** Task directions **
Search the entries below for "SplitterConfig" and copy each matching line.

** Stored dataset items **

= = = = =

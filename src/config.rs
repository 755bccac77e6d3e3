use serde::{Deserialize, Serialize};
use std::fmt;
use std::time::Duration;

#[derive(Debug, Clone, Serialize, Deserialize)]
#[serde(default)]
pub struct CollectorConfig {
    pub max_attempts: usize,
    pub poll_delay_ms: u64,
    pub shard_suffix: String,
    /// Upper bound for one whole collection run, polling included
    pub timeout_secs: u64,
}

impl Default for CollectorConfig {
    fn default() -> Self {
        Self {
            max_attempts: 12,
            poll_delay_ms: 5000,
            shard_suffix: ".json".to_string(),
            timeout_secs: 300,
        }
    }
}

impl CollectorConfig {
    pub fn validate(&self) {
        assert!(self.max_attempts > 0, "max_attempts must be > 0");
        assert!(!self.shard_suffix.is_empty(), "shard_suffix must not be empty");
        assert!(self.timeout_secs > 0, "timeout_secs must be > 0");
    }

    pub fn poll_delay(&self) -> Duration {
        Duration::from_millis(self.poll_delay_ms)
    }

    pub fn timeout(&self) -> Duration {
        Duration::from_secs(self.timeout_secs)
    }
}

impl fmt::Display for CollectorConfig {
    fn fmt(&self, f: &mut fmt::Formatter<'_>) -> fmt::Result {
        write!(f, "{:?}", self)
    }
}

/// Classifier thresholds. These are empirically tuned, not derived.
#[derive(Debug, Clone, Serialize, Deserialize)]
#[serde(default)]
pub struct CleanerConfig {
    // 页眉/页脚
    pub header_top_lines: usize,
    pub header_bottom_lines: usize,
    pub header_max_len: usize,
    pub header_min_occurrences: usize,

    // 版权页 / 编目页
    pub front_matter_early_pages: usize,
    pub front_matter_scan_lines: usize,
    pub front_matter_meta_strong: usize,
    pub front_matter_pair_min: usize,
    pub front_matter_contact_strong: usize,
    pub front_matter_late_min_combined: usize,
    pub cip_coverage: f32,
    pub cip_min_lines: usize,
    pub cip_max_punctuation: usize,
    pub cip_max_arabic_letters: usize,

    // 目录
    pub toc_max_page_index: usize,
    pub toc_min_candidates: usize,
    pub toc_coverage: f32,
    pub short_title_max_len: usize,

    // 参考文献尾注
    pub footer_min_lines: usize,
    pub footer_divider_window: usize,
    pub footer_lookback: usize,
    pub footer_start_window: usize,
    pub see_also_window: usize,
    pub footer_latin_min: usize,

    // 语言过滤
    pub references_scan_lines: usize,
    pub references_min_hits: usize,
    pub foreign_latin_min: usize,
    pub foreign_latin_ratio: usize,
    pub foreign_arabic_max: usize,
    pub noise_core_min: usize,
    pub sparse_core_min: usize,
}

impl Default for CleanerConfig {
    fn default() -> Self {
        Self {
            header_top_lines: 3,
            header_bottom_lines: 2,
            header_max_len: 80,
            header_min_occurrences: 2,
            front_matter_early_pages: 13,
            front_matter_scan_lines: 80,
            front_matter_meta_strong: 4,
            front_matter_pair_min: 2,
            front_matter_contact_strong: 5,
            front_matter_late_min_combined: 8,
            cip_coverage: 0.35,
            cip_min_lines: 6,
            cip_max_punctuation: 6,
            cip_max_arabic_letters: 1800,
            toc_max_page_index: 14,
            toc_min_candidates: 5,
            toc_coverage: 0.6,
            short_title_max_len: 40,
            footer_min_lines: 4,
            footer_divider_window: 6,
            footer_lookback: 10,
            footer_start_window: 6,
            see_also_window: 4,
            footer_latin_min: 8,
            references_scan_lines: 60,
            references_min_hits: 3,
            foreign_latin_min: 60,
            foreign_latin_ratio: 3,
            foreign_arabic_max: 120,
            noise_core_min: 20,
            sparse_core_min: 40,
        }
    }
}

impl CleanerConfig {
    pub fn validate(&self) {
        assert!(self.header_min_occurrences >= 2, "header_min_occurrences must be >= 2");
        assert!(self.header_max_len > 0, "header_max_len must be > 0");
        assert!((0.0..=1.0).contains(&self.cip_coverage), "cip_coverage must be within [0,1]");
        assert!((0.0..=1.0).contains(&self.toc_coverage), "toc_coverage must be within [0,1]");
        assert!(self.toc_min_candidates > 0, "toc_min_candidates must be > 0");
        assert!(self.footer_lookback >= self.footer_start_window, "footer_lookback must be >= footer_start_window");
        assert!(self.references_min_hits > 0, "references_min_hits must be > 0");
        assert!(self.foreign_latin_ratio > 0, "foreign_latin_ratio must be > 0");
    }
}

impl fmt::Display for CleanerConfig {
    fn fmt(&self, f: &mut fmt::Formatter<'_>) -> fmt::Result {
        write!(f, "{:?}", self)
    }
}

#[derive(Debug, Clone, Serialize, Deserialize)]
#[serde(default)]
pub struct SpeechChunkConfig {
    pub max_chars: usize,
    pub min_chars: usize,
}

impl Default for SpeechChunkConfig {
    fn default() -> Self {
        Self {
            max_chars: 3500,
            min_chars: 1200,
        }
    }
}

impl SpeechChunkConfig {
    pub fn validate(&self) {
        assert!(self.max_chars > 0, "max_chars must be > 0");
        assert!(self.min_chars <= self.max_chars, "min_chars must be <= max_chars");
    }
}

/// One row of the length-adaptive window table
#[derive(Debug, Clone, Copy, PartialEq, Eq, Serialize, Deserialize)]
pub struct WindowTier {
    /// Inclusive upper bound on text length; `None` matches everything
    pub max_text_len: Option<usize>,
    pub window: usize,
    pub overlap: usize,
}

#[derive(Debug, Clone, Serialize, Deserialize)]
#[serde(default)]
pub struct SummaryChunkConfig {
    pub min_text_len: usize,
    pub single_chunk_max: usize,
    pub tiers: Vec<WindowTier>,
    pub max_chunks: usize,
    pub rechunk_growth: usize,
    pub rechunk_ceiling: usize,
}

impl Default for SummaryChunkConfig {
    fn default() -> Self {
        Self {
            min_text_len: 200,
            single_chunk_max: 12_000,
            tiers: vec![
                WindowTier { max_text_len: Some(12_000), window: 12_000, overlap: 600 },
                WindowTier { max_text_len: Some(60_000), window: 14_000, overlap: 700 },
                WindowTier { max_text_len: Some(140_000), window: 17_000, overlap: 800 },
                WindowTier { max_text_len: None, window: 20_000, overlap: 900 },
            ],
            max_chunks: 28,
            rechunk_growth: 6000,
            rechunk_ceiling: 26_000,
        }
    }
}

impl SummaryChunkConfig {
    pub fn validate(&self) {
        assert!(!self.tiers.is_empty(), "tiers must not be empty");
        for tier in &self.tiers {
            assert!(tier.window > 0, "tier window must be > 0");
            assert!(tier.overlap < tier.window, "tier overlap must be < window");
        }
        assert!(
            self.tiers.last().map(|t| t.max_text_len.is_none()).unwrap_or(false),
            "last tier must be unbounded"
        );
        assert!(self.max_chunks > 0, "max_chunks must be > 0");
    }

    /// Window size and overlap for a text of `len` characters
    pub fn tier_for(&self, len: usize) -> WindowTier {
        self.tiers
            .iter()
            .copied()
            .find(|t| t.max_text_len.map_or(true, |max| len <= max))
            .unwrap_or(WindowTier { max_text_len: None, window: len.max(1), overlap: 0 })
    }
}

#[derive(Debug, Clone, Serialize, Deserialize)]
#[serde(default)]
pub struct SplitterConfig {
    pub max_pages_per_part: usize,
    pub max_concurrency: usize,
    pub temp_prefix: String,
    pub ocr_timeout_secs: u64,
}

impl Default for SplitterConfig {
    fn default() -> Self {
        Self {
            max_pages_per_part: 100,
            max_concurrency: 2,
            temp_prefix: "temp-split".to_string(),
            ocr_timeout_secs: 540,
        }
    }
}

impl SplitterConfig {
    pub fn validate(&self) {
        assert!(self.max_pages_per_part > 0, "max_pages_per_part must be > 0");
        assert!(self.max_concurrency > 0, "max_concurrency must be > 0");
    }

    pub fn ocr_timeout(&self) -> Duration {
        Duration::from_secs(self.ocr_timeout_secs)
    }
}

#[derive(Debug, Clone, Default, Serialize, Deserialize)]
#[serde(default)]
pub struct PipelineConfig {
    pub collector: CollectorConfig,
    pub cleaner: CleanerConfig,
    pub speech: SpeechChunkConfig,
    pub summary: SummaryChunkConfig,
    pub splitter: SplitterConfig,
}

impl PipelineConfig {
    pub fn validate(&self) {
        self.collector.validate();
        self.cleaner.validate();
        self.speech.validate();
        self.summary.validate();
        self.splitter.validate();
    }
}

impl fmt::Display for PipelineConfig {
    fn fmt(&self, f: &mut fmt::Formatter<'_>) -> fmt::Result {
        write!(f, "{:?}", self)
    }
}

= = = = =

** Expected answer **
pub struct SplitterConfig {
impl Default for SplitterConfig {
impl SplitterConfig {
    pub splitter: SplitterConfig,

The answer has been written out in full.